Major findings of this study reveal new information about hoof wall tubule density. Hoof wall tubule density patterns are similar to laminar density patterns from toe to lateral quarter but different between toe and medial quarter. There is variation among different groups of horses. It is possible that different hoof wall loading patterns could account for the difference in tubule density. Hoof horn tubules may respond differently than the laminae do to similar loads. It is also possible that tubular horn responds in a similar fashion to the laminae, but that loads on the tubular horn are different than the loads occurring in the laminar junction.
Clinical relevance: It is not known if variation between groups is due to breed, age, sex, occupation, hoof balance, or shoeing. The feral and racehorse group were age-matched, but no other variables were similar. The pleasure horse group showed the largest data ranges, which is to be expected if tubule density is affected by multiple factors. Pleasure horses used in this study comprised a range of ages, breeds, occupational histories, and environmental conditions.

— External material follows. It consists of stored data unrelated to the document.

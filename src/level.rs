//! Severity levels understood by the MQTT handler.
//!
//! Levels are ordered by their ordinal. [`FemtoLevel::Log`] is the lowest
//! ordinary severity; anything below it is a reserved diagnostic class that
//! is always forwarded regardless of the enabled tags.

use std::fmt;
use std::str::FromStr;

use serde::{Serialize, Serializer};
use thiserror::Error;

#[derive(Clone, Copy, Debug, Default, PartialEq, Eq, PartialOrd, Ord, Hash)]
#[repr(u8)]
pub enum FemtoLevel {
    /// Always-emit diagnostics. Never subject to tag filtering.
    Diagnostic = 0,
    Log = 1,
    #[default]
    Info = 2,
    Warn = 3,
    Error = 4,
}

/// Returned when a string does not name a known level.
#[derive(Debug, Error, PartialEq, Eq)]
#[error("unknown log level: {0}")]
pub struct ParseLevelError(pub String);

impl FemtoLevel {
    /// Lowest severity that is subject to the tag allow-list.
    pub const FILTER_THRESHOLD: FemtoLevel = FemtoLevel::Log;

    pub fn as_str(self) -> &'static str {
        match self {
            FemtoLevel::Diagnostic => "DIAGNOSTIC",
            FemtoLevel::Log => "LOG",
            FemtoLevel::Info => "INFO",
            FemtoLevel::Warn => "WARN",
            FemtoLevel::Error => "ERROR",
        }
    }

    /// Numeric ordinal used on the wire.
    pub fn ordinal(self) -> u8 {
        self as u8
    }

    /// Whether records at this level must pass the tag filter.
    pub fn is_filtered(self) -> bool {
        self >= Self::FILTER_THRESHOLD
    }
}

impl fmt::Display for FemtoLevel {
    fn fmt(&self, f: &mut fmt::Formatter<'_>) -> fmt::Result {
        f.write_str(self.as_str())
    }
}

impl FromStr for FemtoLevel {
    type Err = ParseLevelError;

    fn from_str(s: &str) -> Result<Self, Self::Err> {
        match s.trim().to_ascii_uppercase().as_str() {
            "DIAGNOSTIC" | "ALWAYS" => Ok(Self::Diagnostic),
            "LOG" => Ok(Self::Log),
            "INFO" => Ok(Self::Info),
            "WARN" | "WARNING" => Ok(Self::Warn),
            "ERROR" => Ok(Self::Error),
            _ => Err(ParseLevelError(s.to_owned())),
        }
    }
}

impl Serialize for FemtoLevel {
    fn serialize<S>(&self, serializer: S) -> Result<S::Ok, S::Error>
    where
        S: Serializer,
    {
        serializer.serialize_u8(self.ordinal())
    }
}

#[cfg(test)]
mod tests {
    use super::*;
    use rstest::rstest;

    #[test]
    fn default_level_is_info() {
        assert_eq!(FemtoLevel::default(), FemtoLevel::Info);
    }

    #[rstest]
    #[case("diagnostic", FemtoLevel::Diagnostic)]
    #[case("ALWAYS", FemtoLevel::Diagnostic)]
    #[case("log", FemtoLevel::Log)]
    #[case("Info", FemtoLevel::Info)]
    #[case("warning", FemtoLevel::Warn)]
    #[case(" ERROR ", FemtoLevel::Error)]
    fn parses_level_names(#[case] input: &str, #[case] expected: FemtoLevel) {
        assert_eq!(input.parse::<FemtoLevel>(), Ok(expected));
    }

    #[test]
    fn rejects_unknown_level() {
        let err = "verbose".parse::<FemtoLevel>().unwrap_err();
        assert_eq!(err, ParseLevelError("verbose".into()));
    }

    #[test]
    fn only_diagnostic_bypasses_filter() {
        assert!(!FemtoLevel::Diagnostic.is_filtered());
        for level in [
            FemtoLevel::Log,
            FemtoLevel::Info,
            FemtoLevel::Warn,
            FemtoLevel::Error,
        ] {
            assert!(level.is_filtered(), "{level} should be filtered");
        }
    }

    #[test]
    fn serialises_as_ordinal() {
        let json = serde_json::to_string(&FemtoLevel::Warn).unwrap();
        assert_eq!(json, "3");
    }
}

To answer the question of what precisely is changing in the hoof wall horn when the foot adapts, we need data collected over time from a sample group of live horses exposed to changing environmental conditions. The present study has established that tubule density can be studied from sample hoof clippings removed during routine hoof care. Future research may identify markers of hoof wall thickness, tubule density and tubule morphology as diagnostic and prognostic indicators for important equine foot conditions.
Future questions include:
- How variable is this tubule pattern? Are horses born with a full set of tubules?
- Does tubule density change over time or is the adaptation when horses are moved from hard to soft ground etc. primarily some other aspect of hoof wall changes?
- What is the relationship between inner and outer edge tubule quality and alignment?